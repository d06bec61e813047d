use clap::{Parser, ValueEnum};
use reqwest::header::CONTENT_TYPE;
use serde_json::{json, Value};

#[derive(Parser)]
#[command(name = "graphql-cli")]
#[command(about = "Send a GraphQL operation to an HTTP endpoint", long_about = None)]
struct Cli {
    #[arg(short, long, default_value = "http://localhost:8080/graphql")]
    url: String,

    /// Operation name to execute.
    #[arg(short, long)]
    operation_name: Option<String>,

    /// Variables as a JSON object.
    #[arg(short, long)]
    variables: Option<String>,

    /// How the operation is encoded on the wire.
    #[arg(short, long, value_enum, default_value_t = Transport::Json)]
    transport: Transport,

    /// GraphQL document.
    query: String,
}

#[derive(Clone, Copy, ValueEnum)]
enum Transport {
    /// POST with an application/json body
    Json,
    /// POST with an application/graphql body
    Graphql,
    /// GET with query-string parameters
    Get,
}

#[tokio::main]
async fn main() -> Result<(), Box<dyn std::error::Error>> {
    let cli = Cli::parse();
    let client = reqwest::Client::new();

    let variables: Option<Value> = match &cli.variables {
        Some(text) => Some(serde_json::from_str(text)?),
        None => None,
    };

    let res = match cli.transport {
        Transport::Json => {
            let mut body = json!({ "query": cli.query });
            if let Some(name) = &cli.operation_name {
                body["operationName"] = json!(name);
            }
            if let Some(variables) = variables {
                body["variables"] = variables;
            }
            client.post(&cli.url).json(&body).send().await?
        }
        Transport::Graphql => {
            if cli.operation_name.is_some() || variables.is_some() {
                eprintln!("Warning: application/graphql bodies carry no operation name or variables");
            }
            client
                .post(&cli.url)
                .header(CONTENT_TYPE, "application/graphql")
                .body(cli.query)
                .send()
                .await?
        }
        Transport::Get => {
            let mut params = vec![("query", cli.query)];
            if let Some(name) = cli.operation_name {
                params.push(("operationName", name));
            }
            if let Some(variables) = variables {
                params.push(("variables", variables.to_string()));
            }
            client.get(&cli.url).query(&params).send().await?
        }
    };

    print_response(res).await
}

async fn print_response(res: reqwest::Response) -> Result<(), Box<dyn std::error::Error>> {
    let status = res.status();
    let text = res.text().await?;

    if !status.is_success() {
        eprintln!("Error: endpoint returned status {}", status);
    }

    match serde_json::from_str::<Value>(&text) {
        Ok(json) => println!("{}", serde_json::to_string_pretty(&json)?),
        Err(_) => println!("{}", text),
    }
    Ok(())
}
********************
● **What the task requires**
Repeat every line exactly, starting with the first line of the entries, and stop once the line containing "if cli.operation_name.is_some() ||" has been given.

● **The answer**
repository d06bec61e813047d
use clap::{Parser, ValueEnum};
use reqwest::header::CONTENT_TYPE;
use serde_json::{json, Value};

#[derive(Parser)]
#[command(name = "graphql-cli")]
#[command(about = "Send a GraphQL operation to an HTTP endpoint", long_about = None)]
struct Cli {
    #[arg(short, long, default_value = "http://localhost:8080/graphql")]
    url: String,

    /// Operation name to execute.
    #[arg(short, long)]
    operation_name: Option<String>,

    /// Variables as a JSON object.
    #[arg(short, long)]
    variables: Option<String>,

    /// How the operation is encoded on the wire.
    #[arg(short, long, value_enum, default_value_t = Transport::Json)]
    transport: Transport,

    /// GraphQL document.
    query: String,
}

#[derive(Clone, Copy, ValueEnum)]
enum Transport {
    /// POST with an application/json body
    Json,
    /// POST with an application/graphql body
    Graphql,
    /// GET with query-string parameters
    Get,
}

#[tokio::main]
async fn main() -> Result<(), Box<dyn std::error::Error>> {
    let cli = Cli::parse();
    let client = reqwest::Client::new();

    let variables: Option<Value> = match &cli.variables {
        Some(text) => Some(serde_json::from_str(text)?),
        None => None,
    };

    let res = match cli.transport {
        Transport::Json => {
            let mut body = json!({ "query": cli.query });
            if let Some(name) = &cli.operation_name {
                body["operationName"] = json!(name);
            }
            if let Some(variables) = variables {
                body["variables"] = variables;
            }
            client.post(&cli.url).json(&body).send().await?
        }
        Transport::Graphql => {
            if cli.operation_name.is_some() || variables.is_some() {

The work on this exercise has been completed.